Transcribe the entries exactly as each line appears.

________

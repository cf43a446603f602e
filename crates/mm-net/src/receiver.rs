//! Message routing: parse, address-filter, time-translate, enqueue.
//!
//! One `Receiver` per unit holds the timebase, the peer table and the
//! unit's current rank. Sync handling happens for every sync-bearing
//! line, whether or not the line also carries events.

use std::fmt::Write;
use std::sync::Mutex;

use mm_engine::DeltaQueue;

use crate::parser::parse_line;
use crate::sync::PeerTable;
use crate::timebase::Timebase;

/// Client ids at or above this value address a modulo group.
pub const GROUP_BASE: i32 = 100;

/// Number of modulo groups the unit population divides into.
pub const GROUP_COUNT: u32 = 4;

/// Identity and protocol timing for one unit.
#[derive(Clone, Copy, Debug)]
pub struct ReceiverConfig {
    /// This unit's client id (matched against `c`).
    pub unit_id: u32,
    /// This unit's compact address byte (0-254, sent as `r`).
    pub addr: u8,
    /// Scheduling headroom added to every translated play time.
    pub latency_ms: u64,
    /// Tolerated prediction error before the clock delta recomputes.
    pub drift_bound_ms: u64,
    pub ping_interval_ms: u64,
}

impl Default for ReceiverConfig {
    fn default() -> Self {
        Self {
            unit_id: 0,
            addr: 0,
            latency_ms: 50,
            drift_bound_ms: 1000,
            ping_interval_ms: 3000,
        }
    }
}

/// The network-facing half of a unit.
pub struct Receiver {
    cfg: ReceiverConfig,
    timebase: Timebase,
    peers: PeerTable,
    rank: u32,
}

impl Receiver {
    pub fn new(cfg: ReceiverConfig) -> Self {
        Self {
            timebase: Timebase::new(cfg.latency_ms, cfg.drift_bound_ms),
            peers: PeerTable::new(cfg.ping_interval_ms),
            rank: 0,
            cfg,
        }
    }

    /// The unit's current self-assigned rank among live peers.
    pub fn rank(&self) -> u32 {
        self.rank
    }

    pub fn peers(&self) -> &PeerTable {
        &self.peers
    }

    /// Handle one UDP payload: newline-separated batched messages.
    pub fn handle_packet(&mut self, payload: &[u8], now_ms: u64, queue: &Mutex<DeltaQueue>) {
        let Ok(text) = std::str::from_utf8(payload) else {
            tracing::debug!("dropping non-ascii packet");
            return;
        };
        for line in text.lines() {
            self.handle_line(line, now_ms, queue);
        }
    }

    /// Handle one message line.
    pub fn handle_line(&mut self, line: &str, now_ms: u64, queue: &Mutex<DeltaQueue>) {
        let Some(parsed) = parse_line(line) else { return };
        let event = &parsed.event;

        if event.is_sync_bearing() {
            self.peers.update(
                event.sender as u8,
                event.sync_time as u64,
                event.sync_index.max(0) as u32,
                event.battery.max(0) as u8,
                now_ms,
            );
            self.rank = self.peers.recompute_rank(self.cfg.addr, now_ms);
        }
        if parsed.sync_response {
            return;
        }
        if !self.addressed(event.client) {
            return;
        }

        let play = if event.time >= 0 {
            self.timebase.to_local(event.time as u64, now_ms)
        } else {
            now_ms
        };

        let mut queue = queue.lock().unwrap();
        for delta in parsed.event.deltas(play) {
            queue.enqueue(delta);
        }
        tracing::trace!(play, live = queue.len(), "message scheduled");
    }

    /// Addressing: broadcast when `c` is absent, exact unit id below
    /// `GROUP_BASE`, modulo group at or above it.
    fn addressed(&self, client: i32) -> bool {
        if client < 0 {
            return true;
        }
        if client < GROUP_BASE {
            return client as u32 == self.cfg.unit_id;
        }
        let group = (client - GROUP_BASE) as u32 % GROUP_COUNT;
        self.cfg.unit_id % GROUP_COUNT == group
    }

    /// Build the periodic ping line carrying local clock, rank, identity
    /// and the status/battery bitmask.
    pub fn build_ping(&self, now_ms: u64, battery: u8) -> String {
        let mut line = String::with_capacity(48);
        let _ = write!(
            line,
            "_s{}i{}c{}r{}y{}Z",
            now_ms, self.rank, self.cfg.unit_id, self.cfg.addr, battery
        );
        line
    }
}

________

• Output:
repository cf43a446603f602e
filename crates/mm-net/src/receiver.rs
//! Message routing: parse, address-filter, time-translate, enqueue.
//!
//! One `Receiver` per unit holds the timebase, the peer table and the
//! unit's current rank. Sync handling happens for every sync-bearing
//! line, whether or not the line also carries events.

use std::fmt::Write;
use std::sync::Mutex;

use mm_engine::DeltaQueue;

use crate::parser::parse_line;
use crate::sync::PeerTable;
use crate::timebase::Timebase;

/// Client ids at or above this value address a modulo group.
pub const GROUP_BASE: i32 = 100;

/// Number of modulo groups the unit population divides into.
pub const GROUP_COUNT: u32 = 4;

/// Identity and protocol timing for one unit.
#[derive(Clone, Copy, Debug)]
pub struct ReceiverConfig {
    /// This unit's client id (matched against `c`).
    pub unit_id: u32,
    /// This unit's compact address byte (0-254, sent as `r`).
    pub addr: u8,
    /// Scheduling headroom added to every translated play time.
    pub latency_ms: u64,
    /// Tolerated prediction error before the clock delta recomputes.
    pub drift_bound_ms: u64,
    pub ping_interval_ms: u64,
}

impl Default for ReceiverConfig {
    fn default() -> Self {
        Self {
            unit_id: 0,
            addr: 0,
            latency_ms: 50,
            drift_bound_ms: 1000,
            ping_interval_ms: 3000,
        }
    }
}

/// The network-facing half of a unit.
pub struct Receiver {
    cfg: ReceiverConfig,
    timebase: Timebase,
    peers: PeerTable,
    rank: u32,
}

impl Receiver {
    pub fn new(cfg: ReceiverConfig) -> Self {
        Self {
            timebase: Timebase::new(cfg.latency_ms, cfg.drift_bound_ms),
            peers: PeerTable::new(cfg.ping_interval_ms),
            rank: 0,
            cfg,
        }
    }

    /// The unit's current self-assigned rank among live peers.
    pub fn rank(&self) -> u32 {
        self.rank
    }

    pub fn peers(&self) -> &PeerTable {
        &self.peers
    }

    /// Handle one UDP payload: newline-separated batched messages.
    pub fn handle_packet(&mut self, payload: &[u8], now_ms: u64, queue: &Mutex<DeltaQueue>) {
        let Ok(text) = std::str::from_utf8(payload) else {
            tracing::debug!("dropping non-ascii packet");
            return;
        };
        for line in text.lines() {
            self.handle_line(line, now_ms, queue);
        }
    }

    /// Handle one message line.
    pub fn handle_line(&mut self, line: &str, now_ms: u64, queue: &Mutex<DeltaQueue>) {
        let Some(parsed) = parse_line(line) else { return };
        let event = &parsed.event;

        if event.is_sync_bearing() {
            self.peers.update(
                event.sender as u8,
                event.sync_time as u64,
                event.sync_index.max(0) as u32,
                event.battery.max(0) as u8,
                now_ms,
            );
            self.rank = self.peers.recompute_rank(self.cfg.addr, now_ms);
        }
        if parsed.sync_response {
            return;
        }
        if !self.addressed(event.client) {
            return;
        }

        let play = if event.time >= 0 {
            self.timebase.to_local(event.time as u64, now_ms)
        } else {
            now_ms
        };

        let mut queue = queue.lock().unwrap();
        for delta in parsed.event.deltas(play) {
            queue.enqueue(delta);
        }
        tracing::trace!(play, live = queue.len(), "message scheduled");
    }

    /// Addressing: broadcast when `c` is absent, exact unit id below
    /// `GROUP_BASE`, modulo group at or above it.
    fn addressed(&self, client: i32) -> bool {
        if client < 0 {
            return true;
        }
        if client < GROUP_BASE {
            return client as u32 == self.cfg.unit_id;
        }
        let group = (client - GROUP_BASE) as u32 % GROUP_COUNT;
        self.cfg.unit_id % GROUP_COUNT == group
    }

    /// Build the periodic ping line carrying local clock, rank, identity
    /// and the status/battery bitmask.
    pub fn build_ping(&self, now_ms: u64, battery: u8) -> String {
        let mut line = String::with_capacity(48);
        let _ = write!(
            line,
            "_s{}i{}c{}r{}y{}Z",
            now_ms, self.rank, self.cfg.unit_id, self.cfg.addr, battery
        );
        line
    }
}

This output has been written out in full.